Using the records that follow, count the lines containing the word "tracing" and give that number only.

___ RECORDS TO PROCESS

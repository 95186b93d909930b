use crate::grade::compute_grade;
use crate::model::Gradebook;
use eyre::{Result, WrapErr};
use serde::Serialize;
use std::io::Write;
use std::path::Path;
use tracing::info;

#[derive(Debug, PartialEq, Serialize)]
pub struct GradeRecord<'a> {
    pub name: &'a str,
    pub id: i64,
    pub grade: i64,
}

/// Grade of every student on the roster, sorted by name.
pub fn grade_records(g: &Gradebook) -> Result<Vec<GradeRecord<'_>>> {
    g.students
        .sorted_by_name()
        .into_iter()
        .filter_map(|(name, id)| {
            compute_grade(name, &g.students, &g.assignments, &g.submissions)
                .transpose()
                .map(|grade| {
                    grade.map(|grade| GradeRecord {
                        name,
                        id: id.0,
                        grade,
                    })
                })
        })
        .collect()
}

pub fn write_grades<W: Write>(records: &[GradeRecord], out: W) -> Result<()> {
    let mut writer = csv::Writer::from_writer(out);
    for record in records {
        writer.serialize(record)?;
    }
    writer.flush()?;
    Ok(())
}

pub fn export_grades(g: &Gradebook, file_name: &Path) -> Result<()> {
    let records = grade_records(g)?;
    let file = std::fs::File::create(file_name)
        .wrap_err_with(|| format!("cannot create {}", file_name.display()))?;
    write_grades(&records, file)
        .wrap_err_with(|| format!("cannot write grades to {}", file_name.display()))?;
    info!(students = records.len(), file = %file_name.display(), "grades exported");
    Ok(())
}
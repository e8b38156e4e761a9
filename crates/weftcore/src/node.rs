use crate::job::JobId;
use crate::update::{UpdateMessage, UpdateSink};
use crate::{NodeError, Value};
use async_trait::async_trait;
use std::any::Any;
use std::collections::HashMap;
use std::sync::Arc;
use tokio_util::sync::CancellationToken;
use uuid::Uuid;

/// Resolved slot values flowing into and out of `process`
pub type SlotValues = HashMap<String, Value>;

/// Core trait that all executable nodes implement.
///
/// The scheduler drives the lifecycle in order: `initialize`, `process`
/// (possibly retried), `release`. `release` runs whether or not `process`
/// succeeded.
#[async_trait]
pub trait Node: Send + Sync {
    /// Unique type identifier (e.g. "math.add", "transform.json_parse")
    fn node_type(&self) -> &str;

    /// Whether results may be cached by input fingerprint. Nodes with side
    /// effects or time-dependent output return false.
    fn is_cacheable(&self) -> bool {
        true
    }

    /// Optional: reject bad static properties at graph load time
    fn validate_properties(&self, _properties: &HashMap<String, Value>) -> Result<(), NodeError> {
        Ok(())
    }

    /// Optional: acquire stateful resources before processing
    async fn initialize(&mut self, _ctx: &ProcessingContext) -> Result<(), NodeError> {
        Ok(())
    }

    /// Transform resolved inputs into named outputs
    async fn process(
        &self,
        ctx: &ProcessingContext,
        inputs: SlotValues,
    ) -> Result<SlotValues, NodeError>;

    /// Optional: release resources; runs on success and on failure
    async fn release(&mut self, _ctx: &ProcessingContext) -> Result<(), NodeError> {
        Ok(())
    }
}

/// Named external collaborator handles (storage, asset repositories,
/// prediction services) shared by every node in a run.
#[derive(Default)]
pub struct Collaborators {
    handles: HashMap<String, Arc<dyn Any + Send + Sync>>,
}

impl Collaborators {
    pub fn new() -> Self {
        Self::default()
    }

    pub fn register<T: Any + Send + Sync>(&mut self, name: impl Into<String>, handle: Arc<T>) {
        self.handles.insert(name.into(), handle);
    }

    /// Typed lookup; None when the name is absent or the type does not match.
    pub fn get<T: Any + Send + Sync>(&self, name: &str) -> Option<Arc<T>> {
        self.handles
            .get(name)
            .and_then(|handle| handle.clone().downcast::<T>().ok())
    }
}

/// Per-run context through which a node reaches the outside world
#[derive(Clone)]
pub struct ProcessingContext {
    pub job_id: JobId,
    pub user_id: String,
    pub auth_token: Option<String>,
    /// Id of the node currently being processed; empty at job scope.
    pub node_id: String,
    pub node_name: String,
    sink: Arc<dyn UpdateSink>,
    collaborators: Arc<Collaborators>,
    pub cancellation: CancellationToken,
}

impl ProcessingContext {
    pub fn new(
        job_id: JobId,
        user_id: impl Into<String>,
        auth_token: Option<String>,
        sink: Arc<dyn UpdateSink>,
        collaborators: Arc<Collaborators>,
    ) -> Self {
        Self {
            job_id,
            user_id: user_id.into(),
            auth_token,
            node_id: String::new(),
            node_name: String::new(),
            sink,
            collaborators,
            cancellation: CancellationToken::new(),
        }
    }

    pub fn with_cancellation(mut self, token: CancellationToken) -> Self {
        self.cancellation = token;
        self
    }

    /// Scope this context to a node; updates it posts carry the node identity.
    pub fn for_node(&self, node_id: &str, node_name: &str) -> Self {
        let mut ctx = self.clone();
        ctx.node_id = node_id.to_string();
        ctx.node_name = node_name.to_string();
        ctx
    }

    pub fn post_message(&self, update: UpdateMessage) {
        self.sink.post(update);
    }

    /// Report incremental progress for the current node.
    pub fn progress(&self, progress: u64, total: u64) {
        self.sink.post(UpdateMessage::NodeProgress {
            node_id: self.node_id.clone(),
            progress,
            total,
        });
    }

    pub fn collaborator<T: Any + Send + Sync>(&self, name: &str) -> Option<Arc<T>> {
        self.collaborators.get(name)
    }

    pub fn is_cancelled(&self) -> bool {
        self.cancellation.is_cancelled()
    }

    pub fn sink(&self) -> Arc<dyn UpdateSink> {
        self.sink.clone()
    }
}

impl Default for ProcessingContext {
    fn default() -> Self {
        Self::new(
            Uuid::new_v4(),
            "anonymous",
            None,
            Arc::new(crate::update::MemorySink::new()),
            Arc::new(Collaborators::new()),
        )
    }
}

/// Input accessors shared by node implementations
pub trait SlotValuesExt {
    fn require(&self, name: &str) -> Result<&Value, NodeError>;
    fn require_str(&self, name: &str) -> Result<&str, NodeError>;
    fn require_number(&self, name: &str) -> Result<f64, NodeError>;
    fn get_or(&self, name: &str, default: Value) -> Value;
    fn number_or(&self, name: &str, default: f64) -> Result<f64, NodeError>;
}

impl SlotValuesExt for SlotValues {
    fn require(&self, name: &str) -> Result<&Value, NodeError> {
        self.get(name)
            .ok_or_else(|| NodeError::MissingInput(name.to_string()))
    }

    fn require_str(&self, name: &str) -> Result<&str, NodeError> {
        let value = self.require(name)?;
        value.as_str().ok_or_else(|| NodeError::InvalidInputType {
            field: name.to_string(),
            expected: "string".to_string(),
            actual: type_name(value).to_string(),
        })
    }

    fn require_number(&self, name: &str) -> Result<f64, NodeError> {
        let value = self.require(name)?;
        value.as_f64().ok_or_else(|| NodeError::InvalidInputType {
            field: name.to_string(),
            expected: "number".to_string(),
            actual: type_name(value).to_string(),
        })
    }

    fn get_or(&self, name: &str, default: Value) -> Value {
        self.get(name).cloned().unwrap_or(default)
    }

    fn number_or(&self, name: &str, default: f64) -> Result<f64, NodeError> {
        match self.get(name) {
            None => Ok(default),
            Some(value) => value.as_f64().ok_or_else(|| NodeError::InvalidInputType {
                field: name.to_string(),
                expected: "number".to_string(),
                actual: type_name(value).to_string(),
            }),
        }
    }
}

fn type_name(value: &Value) -> &'static str {
    match value {
        Value::Null => "null",
        Value::Bool(_) => "bool",
        Value::Number(_) => "number",
        Value::String(_) => "string",
        Value::Bytes(_) => "bytes",
        Value::Json(_) => "json",
        Value::Array(_) => "array",
        Value::Object(_) => "object",
    }
}
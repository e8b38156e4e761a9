use std::collections::HashMap;
use std::sync::Arc;
use weftcore::{Node, NodeError, NodeSchema, SchemaSource, Value};

/// Factory trait for creating node instances
pub trait NodeFactory: Send + Sync {
    /// Node type identifier this factory produces
    fn node_type(&self) -> &str;

    /// Static schema: slots, boundary kind, wiring metadata
    fn schema(&self) -> NodeSchema;

    /// Create a fresh instance configured with the node's static properties
    fn create(&self, properties: &HashMap<String, Value>) -> Result<Box<dyn Node>, NodeError>;
}

/// Registry of available node types
pub struct NodeRegistry {
    factories: HashMap<String, Arc<dyn NodeFactory>>,
}

impl NodeRegistry {
    pub fn new() -> Self {
        Self {
            factories: HashMap::new(),
        }
    }

    /// Register a node factory. A later registration under the same type
    /// replaces the earlier one.
    pub fn register(&mut self, factory: Arc<dyn NodeFactory>) {
        let node_type = factory.node_type().to_string();
        tracing::info!("Registering node type: {}", node_type);
        self.factories.insert(node_type, factory);
    }

    /// Create a node instance. Unknown types cannot occur after validation,
    /// so a miss here is reported as a node-level failure.
    pub fn create_node(
        &self,
        node_type: &str,
        properties: &HashMap<String, Value>,
    ) -> Result<Box<dyn Node>, NodeError> {
        let factory = self.factories.get(node_type).ok_or_else(|| {
            NodeError::InitializationFailed(format!("unregistered node type: {node_type}"))
        })?;
        factory.create(properties)
    }

    /// All registered node types, sorted for stable listings.
    pub fn list_node_types(&self) -> Vec<String> {
        let mut types: Vec<String> = self.factories.keys().cloned().collect();
        types.sort();
        types
    }

    pub fn schema(&self, node_type: &str) -> Option<NodeSchema> {
        self.factories.get(node_type).map(|f| f.schema())
    }

    pub fn len(&self) -> usize {
        self.factories.len()
    }

    pub fn is_empty(&self) -> bool {
        self.factories.is_empty()
    }
}

impl SchemaSource for NodeRegistry {
    fn schema_of(&self, node_type: &str) -> Option<NodeSchema> {
        self.schema(node_type)
    }
}

impl Default for NodeRegistry {
    fn default() -> Self {
        Self::new()
    }
}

______

SOLUTION TO THIS EXERCISE:
2